> _Given entries_
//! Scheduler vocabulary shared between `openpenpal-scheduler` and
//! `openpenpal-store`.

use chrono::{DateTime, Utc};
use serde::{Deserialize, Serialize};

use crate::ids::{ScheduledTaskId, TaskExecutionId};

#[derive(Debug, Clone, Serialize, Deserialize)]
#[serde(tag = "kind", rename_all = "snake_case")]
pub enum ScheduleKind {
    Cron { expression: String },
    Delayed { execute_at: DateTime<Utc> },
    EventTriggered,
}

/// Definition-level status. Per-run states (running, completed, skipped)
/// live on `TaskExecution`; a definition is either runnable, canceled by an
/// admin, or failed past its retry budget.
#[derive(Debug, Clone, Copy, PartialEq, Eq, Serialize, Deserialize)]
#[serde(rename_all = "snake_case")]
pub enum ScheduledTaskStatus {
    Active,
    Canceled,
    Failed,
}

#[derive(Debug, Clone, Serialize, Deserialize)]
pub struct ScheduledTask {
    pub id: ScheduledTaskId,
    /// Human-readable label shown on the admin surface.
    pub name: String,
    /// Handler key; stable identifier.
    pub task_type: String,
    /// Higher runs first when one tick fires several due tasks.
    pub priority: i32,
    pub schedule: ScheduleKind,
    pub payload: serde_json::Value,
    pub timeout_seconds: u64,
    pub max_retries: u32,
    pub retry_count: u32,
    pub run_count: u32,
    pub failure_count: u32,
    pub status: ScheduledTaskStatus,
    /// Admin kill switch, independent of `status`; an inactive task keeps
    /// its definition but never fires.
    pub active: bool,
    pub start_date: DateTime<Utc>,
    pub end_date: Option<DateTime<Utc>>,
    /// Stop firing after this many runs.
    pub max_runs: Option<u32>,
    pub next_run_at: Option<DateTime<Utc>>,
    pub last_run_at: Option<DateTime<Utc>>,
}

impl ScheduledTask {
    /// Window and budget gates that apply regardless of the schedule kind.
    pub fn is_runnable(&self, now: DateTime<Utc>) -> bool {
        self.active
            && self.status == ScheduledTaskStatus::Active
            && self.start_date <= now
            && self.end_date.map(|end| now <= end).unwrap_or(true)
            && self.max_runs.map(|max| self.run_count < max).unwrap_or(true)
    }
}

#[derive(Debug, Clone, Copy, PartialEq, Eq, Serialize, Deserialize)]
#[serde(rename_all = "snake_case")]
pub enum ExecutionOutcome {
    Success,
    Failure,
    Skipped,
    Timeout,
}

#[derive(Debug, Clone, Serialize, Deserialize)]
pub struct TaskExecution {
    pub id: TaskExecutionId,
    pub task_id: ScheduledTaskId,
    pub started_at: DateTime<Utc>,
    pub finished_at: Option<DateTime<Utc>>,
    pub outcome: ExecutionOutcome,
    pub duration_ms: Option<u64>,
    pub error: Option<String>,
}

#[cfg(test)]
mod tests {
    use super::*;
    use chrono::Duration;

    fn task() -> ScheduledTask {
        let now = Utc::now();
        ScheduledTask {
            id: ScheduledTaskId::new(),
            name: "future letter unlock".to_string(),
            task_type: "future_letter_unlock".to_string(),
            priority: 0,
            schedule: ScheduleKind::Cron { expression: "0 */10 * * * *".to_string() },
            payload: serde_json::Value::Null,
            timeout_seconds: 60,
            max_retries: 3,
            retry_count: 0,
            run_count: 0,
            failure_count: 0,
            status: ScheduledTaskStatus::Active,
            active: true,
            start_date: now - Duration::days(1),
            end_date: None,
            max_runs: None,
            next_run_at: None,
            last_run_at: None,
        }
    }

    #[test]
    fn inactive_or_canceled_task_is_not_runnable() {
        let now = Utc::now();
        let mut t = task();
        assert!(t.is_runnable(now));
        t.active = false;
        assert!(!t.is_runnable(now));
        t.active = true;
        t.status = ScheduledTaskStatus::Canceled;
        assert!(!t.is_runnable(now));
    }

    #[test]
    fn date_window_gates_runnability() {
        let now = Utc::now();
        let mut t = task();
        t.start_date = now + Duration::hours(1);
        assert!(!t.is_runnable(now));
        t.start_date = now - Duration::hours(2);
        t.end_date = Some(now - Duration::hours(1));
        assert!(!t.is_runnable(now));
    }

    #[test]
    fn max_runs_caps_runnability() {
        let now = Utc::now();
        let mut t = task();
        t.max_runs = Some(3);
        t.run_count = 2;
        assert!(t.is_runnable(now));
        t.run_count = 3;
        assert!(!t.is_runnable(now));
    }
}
--
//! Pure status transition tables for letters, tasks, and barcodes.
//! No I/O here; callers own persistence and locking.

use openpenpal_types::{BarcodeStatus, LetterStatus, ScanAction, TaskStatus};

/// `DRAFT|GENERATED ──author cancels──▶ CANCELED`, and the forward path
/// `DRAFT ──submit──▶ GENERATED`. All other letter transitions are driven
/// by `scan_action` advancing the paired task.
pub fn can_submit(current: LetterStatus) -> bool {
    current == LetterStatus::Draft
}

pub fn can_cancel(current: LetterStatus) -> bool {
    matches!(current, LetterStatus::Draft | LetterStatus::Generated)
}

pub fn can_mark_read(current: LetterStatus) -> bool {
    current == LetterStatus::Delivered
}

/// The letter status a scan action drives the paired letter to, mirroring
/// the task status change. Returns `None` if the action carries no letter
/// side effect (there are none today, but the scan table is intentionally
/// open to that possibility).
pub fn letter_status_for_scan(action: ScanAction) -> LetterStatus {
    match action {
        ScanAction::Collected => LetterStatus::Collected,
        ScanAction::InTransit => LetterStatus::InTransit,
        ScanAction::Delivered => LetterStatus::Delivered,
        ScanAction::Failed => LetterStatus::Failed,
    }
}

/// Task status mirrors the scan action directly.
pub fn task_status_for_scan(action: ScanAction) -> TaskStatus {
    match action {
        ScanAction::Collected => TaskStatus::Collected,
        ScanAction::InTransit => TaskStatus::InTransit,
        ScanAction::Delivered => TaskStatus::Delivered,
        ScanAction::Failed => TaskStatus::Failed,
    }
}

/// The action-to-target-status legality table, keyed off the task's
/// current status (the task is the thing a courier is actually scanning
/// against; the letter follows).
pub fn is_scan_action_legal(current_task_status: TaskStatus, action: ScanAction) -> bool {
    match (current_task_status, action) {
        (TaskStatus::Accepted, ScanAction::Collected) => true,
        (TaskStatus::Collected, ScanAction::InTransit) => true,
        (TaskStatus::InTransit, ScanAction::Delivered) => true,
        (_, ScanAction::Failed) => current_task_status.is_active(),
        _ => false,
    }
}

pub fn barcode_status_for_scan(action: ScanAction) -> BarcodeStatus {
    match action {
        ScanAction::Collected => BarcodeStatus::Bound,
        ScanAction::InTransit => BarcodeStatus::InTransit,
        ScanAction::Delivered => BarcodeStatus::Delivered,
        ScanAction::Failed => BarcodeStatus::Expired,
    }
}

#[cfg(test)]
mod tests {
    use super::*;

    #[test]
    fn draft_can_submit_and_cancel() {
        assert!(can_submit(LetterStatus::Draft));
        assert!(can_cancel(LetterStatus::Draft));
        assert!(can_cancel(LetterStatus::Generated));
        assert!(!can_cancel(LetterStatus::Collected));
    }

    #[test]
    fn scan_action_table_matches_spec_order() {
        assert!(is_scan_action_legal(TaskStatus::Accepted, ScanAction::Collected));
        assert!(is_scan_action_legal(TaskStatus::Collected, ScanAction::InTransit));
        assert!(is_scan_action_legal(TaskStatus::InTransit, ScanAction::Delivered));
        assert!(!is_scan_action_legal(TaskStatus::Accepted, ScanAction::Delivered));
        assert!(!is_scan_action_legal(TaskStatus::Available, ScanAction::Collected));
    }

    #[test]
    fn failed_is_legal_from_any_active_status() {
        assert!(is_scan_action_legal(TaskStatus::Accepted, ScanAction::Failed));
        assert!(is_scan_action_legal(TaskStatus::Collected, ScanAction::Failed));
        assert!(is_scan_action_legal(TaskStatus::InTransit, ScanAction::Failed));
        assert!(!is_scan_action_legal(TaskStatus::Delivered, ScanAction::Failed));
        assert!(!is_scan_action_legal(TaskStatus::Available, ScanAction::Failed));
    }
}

> _Prompt_
Report all lines in the listing above that contain the word "DateTime".

> _Output for this task_
use chrono::{DateTime, Utc};
    Delayed { execute_at: DateTime<Utc> },
    pub start_date: DateTime<Utc>,
    pub end_date: Option<DateTime<Utc>>,
    pub next_run_at: Option<DateTime<Utc>>,
    pub last_run_at: Option<DateTime<Utc>>,
    pub fn is_runnable(&self, now: DateTime<Utc>) -> bool {
    pub started_at: DateTime<Utc>,
    pub finished_at: Option<DateTime<Utc>>,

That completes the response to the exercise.